2. Significant decreases in gray matter volume were observed in regions corresponding to reward, learning, executive function and affective processing in women but not men, and the volume of the nucleus accumbens, or reward center, was negative correlated with disease severity.

Evidence Rating: 1 (Excellent)

Study Rundown: Substance abuse disorders have been associated with neuroanatomic changes in patients, but there has been limited evaluation of the role of anatomic sex on these neuroanatomic changes amongst patients with stimulant dependence. In this prospective cohort study, age and sex matched subjects who were undergoing treatment for stimulant dependence were evaluated using magnetic resonance imaging to identify neuroanatomic differences after a roughly 3 week period of abstinence. There were significant changes in gray matter volume according to sex in various areas of the brain, including regions associated with reward, learning, executive function and affective processing, such as the insula, orbitofrontal cortex, cingulate cortex, medial frontal gyrus and nucleus accumbens, among others. Compared with female control subjects, women with stimulant dependence showed decreased gray matter volume in these regions, while no changes were seen amongst the male cohort. Of particular interest, the volume of the nucleus accumbens, a region typically associated with reward processing, was negatively correlated with disease severity in female subjects. Additionally, there were statistically significant differences in behavioral approach and impulsivity scores that correlated with gray matter changes in women but not in men.

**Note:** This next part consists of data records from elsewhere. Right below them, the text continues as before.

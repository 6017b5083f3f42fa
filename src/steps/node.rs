//! Node runtime steps (fnm, pinned Node, pnpm)
//!
//! fnm is installed with `--skip-shell`; the node step then sources the fnm
//! environment in-session, so it works before any new login shell exists.

use crate::config::{Config, FNM_INSTALLER_URL};
use crate::probe::HostProbe;
use crate::step::{Presence, Step, StepContext};
use crate::util::{download, shell};
use anyhow::Result;
use std::path::{Path, PathBuf};

pub struct Fnm {
    install_dir: PathBuf,
}

impl Fnm {
    pub fn new(home: &Path) -> Self {
        Self {
            install_dir: home.join(".local/share/fnm"),
        }
    }
}

impl Step for Fnm {
    fn name(&self) -> &str {
        "fnm"
    }

    fn summary(&self) -> String {
        "Installing fnm (Node version manager)".to_string()
    }

    fn check(&self, probe: &dyn HostProbe) -> Result<Presence> {
        if probe.path_exists(&self.install_dir.join("fnm")) {
            Ok(Presence::Present(format!(
                "fnm binary in {}",
                self.install_dir.display()
            )))
        } else {
            Ok(Presence::Absent)
        }
    }

    fn apply(&self, ctx: &StepContext) -> Result<()> {
        let installer = ctx.staging.join("fnm-install.sh");
        download::fetch(FNM_INSTALLER_URL, &installer)?;
        shell::run(&format!(
            "sh '{}' --install-dir '{}' --skip-shell",
            installer.display(),
            self.install_dir.display()
        ))?;
        shell::run(&format!(
            "'{}' --version",
            self.install_dir.join("fnm").display()
        ))
    }
}

pub struct Node {
    version: String,
    fnm_dir: PathBuf,
}

impl Node {
    pub fn new(config: &Config, home: &Path) -> Self {
        Self {
            version: config.pinned.node.clone(),
            fnm_dir: home.join(".local/share/fnm"),
        }
    }
}

impl Step for Node {
    fn name(&self) -> &str {
        "node"
    }

    fn summary(&self) -> String {
        format!("Installing Node {} and pnpm", self.version)
    }

    fn check(&self, probe: &dyn HostProbe) -> Result<Presence> {
        // fnm keeps installed runtimes under node-versions/v<version>.
        let installed = self
            .fnm_dir
            .join("node-versions")
            .join(format!("v{}", self.version));
        if probe.path_exists(&installed) {
            Ok(Presence::Present(format!("Node v{} installed", self.version)))
        } else {
            Ok(Presence::Absent)
        }
    }

    fn apply(&self, _ctx: &StepContext) -> Result<()> {
        shell::run(&format!(
            r#"export PATH="{dir}:$PATH" \
               && eval "$(fnm env --shell bash)" \
               && fnm install {v} \
               && fnm default {v} \
               && fnm exec --using {v} npm install -g pnpm"#,
            dir = self.fnm_dir.display(),
            v = self.version
        ))
    }
}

This study is important in suggesting that there exist sexually dimorphic neuroanatomical differences in patients with stimulant dependence, and that these changes correlate with behavior. Furthermore, these findings suggest that there might be other key differences in how the brain-behavior relationship affects the psychological differences between the sexes in dependence, and may aid in evaluating new approaches to diagnosis and treatment. This study was limited by its overall small size, including only 59 dependence patients, and by the fact that patients addicted to a heterogenous group of stimulants were included, rather than specifying a single type. Future studies should try to perform substance specific analyses, while widening the patient pool to multiple centers in an effort to extrapolate results to a more general patient population.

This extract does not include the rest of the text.